You may be wondering, what exactly goes into the process of creating iconic Disney characters? Disney artists spend years perfecting this, as well as the locations, backgrounds, and overall look of each film. Imagine if Arendelle looked completely different, a kingdom where Queen Elsa had black hair instead of icy blonde, or Olaf was square instead of round. We had the chance to sit down with Michael Giaimo, art director of Frozen, to hear more about the development stage of the film. These beautiful pieces of art shine a light onto the process of Frozen’s character development. Take a look:

Elsa and Anna by Bill Schwab

“When this drawing was done we thought, ‘What’s the best way to show contrast between these two sisters?’ Anna is fair and has strawberry-blonde hair, so we tried giving Elsa dark hair.”

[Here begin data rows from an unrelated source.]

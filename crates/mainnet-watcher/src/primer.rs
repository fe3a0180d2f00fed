//! Fast-sync primer (§4.5): on startup, pulls already-known epoch/monitor-vote
//! records from the sidechain's own RPC in a rolling window, so the pipeline
//! does not have to replay mainchain history the sidechain has already
//! processed.

use async_trait::async_trait;
use mainnet_watcher_primitives::VoteInfoRecord;
use tracing::info;

use crate::state::WatcherState;

const PRIME_WINDOW: u64 = 100;

/// The sidechain's own self-query surface. Out of scope per §1 (treated as an
/// external collaborator); only its interface contract is retained here.
#[async_trait]
pub trait SidechainClient: Send + Sync + 'static {
    /// Returns records for epochs in `[start, end)`, or an empty vec once
    /// the sidechain has nothing further to report.
    async fn get_vote_info_by_epoch_number(&self, start: u64, end: u64) -> Vec<VoteInfoRecord>;
}

/// Runs the rolling-window prime loop, advancing `state`'s counters as
/// batches are absorbed. Terminates when a batch comes back empty.
pub async fn prime(
    state: &mut WatcherState,
    client: &dyn SidechainClient,
    num_blocks_in_epoch: u64,
    last_known_epoch_num: u64,
) {
    let mut window_start = last_known_epoch_num + 1;

    loop {
        let batch = client
            .get_vote_info_by_epoch_number(window_start, window_start + PRIME_WINDOW)
            .await;
        if batch.is_empty() {
            break;
        }

        let batch_len = batch.len() as u64;
        for record in batch {
            info!(epoch = record.epoch.number, "priming known epoch");
            state.absorb_primed_record(record, num_blocks_in_epoch).await;
        }

        window_start += PRIME_WINDOW;
    }

    state.finish_priming();
}

#[cfg(test)]
mod tests {
    use std::sync::Mutex;

    use mainnet_watcher_primitives::{Epoch, MonitorVoteInfo};
    use tokio::sync::mpsc;

    use super::*;

    struct ScriptedClient {
        batches: Mutex<Vec<Vec<VoteInfoRecord>>>,
    }

    #[async_trait]
    impl SidechainClient for ScriptedClient {
        async fn get_vote_info_by_epoch_number(&self, _start: u64, _end: u64) -> Vec<VoteInfoRecord> {
            self.batches.lock().unwrap().pop().unwrap_or_default()
        }
    }

    fn record(number: u64, with_monitor_vote: bool) -> VoteInfoRecord {
        VoteInfoRecord {
            epoch: Epoch {
                number,
                start_height: 0,
                end_height: 0,
                end_time: 100 + number as i64,
                nominations: vec![],
            },
            monitor_vote: with_monitor_vote.then(|| MonitorVoteInfo {
                start_height: 0,
                end_time: 100 + number as i64,
                nominations: vec![],
            }),
        }
    }

    #[tokio::test]
    async fn stops_on_empty_batch_and_advances_height() {
        let (epoch_tx, mut epoch_rx) = mpsc::channel(16);
        let (mv_tx, mut mv_rx) = mpsc::channel(16);
        let mut state = WatcherState::new(0, 0, 10, 0, 5, epoch_tx, mv_tx);

        // Popped in reverse: first call gets the two-record batch, second the
        // empty one that terminates the loop.
        let client = ScriptedClient {
            batches: Mutex::new(vec![vec![], vec![record(1, false), record(2, true)]]),
        };

        prime(&mut state, &client, 10, 0).await;

        assert_eq!(state.latest_finalized_height(), 20);
        assert_eq!(state.history().len(), 2);

        let forwarded_epoch = epoch_rx.try_recv().expect("first primed epoch forwarded");
        assert_eq!(forwarded_epoch.number, 1);
        let forwarded_epoch = epoch_rx.try_recv().expect("second primed epoch forwarded");
        assert_eq!(forwarded_epoch.number, 2);
        assert!(epoch_rx.try_recv().is_err(), "no extra epochs forwarded");

        let forwarded_mv = mv_rx.try_recv().expect("monitor vote on second record forwarded");
        assert_eq!(forwarded_mv.end_time, 102);
        assert!(mv_rx.try_recv().is_err(), "only one monitor vote forwarded");
    }
}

Anna and Elsa by Claire Keane
“At one point in the story’s development, Anna and Elsa were not related and Elsa was more of a villain. When we decided that the narrative worked better when they were sisters, we knew that even though Elsa had magical powers they had to look like they came from the same world. We didn’t want to make Elsa look like she came from another planet.”
Elsa by Michael Giaimo
“At one time during development when Elsa was the villainous Snow Queen and not Anna’s sister, we thought of her as an older, more middle-aged woman.”
Olaf by Bill Schwab
“We toyed with putting little accessories on Olaf for a while, like a scarf or a hat, but we did away with that because he’s a snowman, and just like Elsa, he doesn’t need anything to keep him warm.”
Sven by Bill Schwab
“Animators really opened the door to the most charming and appealing interpretation of this reindeer. He’s such a big character physically and then to see him act sometimes like a puppy, or like a little adolescent dog, is really fun.”
Kristoff by Minkyu Lee
“Costume-wise, Sven and Kristoff share a similar design language. If you look at Kristoff’s sash and the trim on his tunic you’ll see a geometric design similar to what you’ll find on Sven’s harness. We reserved that design style for these two characters.”
Kristoff by Minkyu Lee
“Kristoff was always sort of an affable, relatively easygoing guy’s guy.”
Troll by Bill Schwab
“For the world that Frozen is set in, we thought to have the trolls be so colorful was a little out of line with how they were eventually written, which was less psychedelic and more organic to the earth.”
Troll by Bill Schwab
“To make a connection to the aurora borealis found in both Norway and the film, we originally were going to make the trolls a little bit phosphorescent.”
Elsa by Jean Gillmore
“It was actually John Lasseter who suggested that because the story and character designs are Scandinavian-inspired, Elsa’s dark hair needed to go in a different direction.”
Hans by Bill Schwab
“It is really hard in a ninety minute animated film to turn a character from good to evil in such a way that truly surprises an audience.”
Hans by Bill Schwab
“To really pull the Hans surprise toward the end was a very deft writing turn. I remember when we were talking about him we all said, ‘Can we do it? Can we really fool the audience?’ We really wondered if they would catch onto him too early.”
The Royal Family of Arendelle by Cory Loftis
“We worked really hard to give all the characters a distinctive color language, but one thing you might notice about most of the characters is the inclusion of the color magenta which helps to unify the cast.”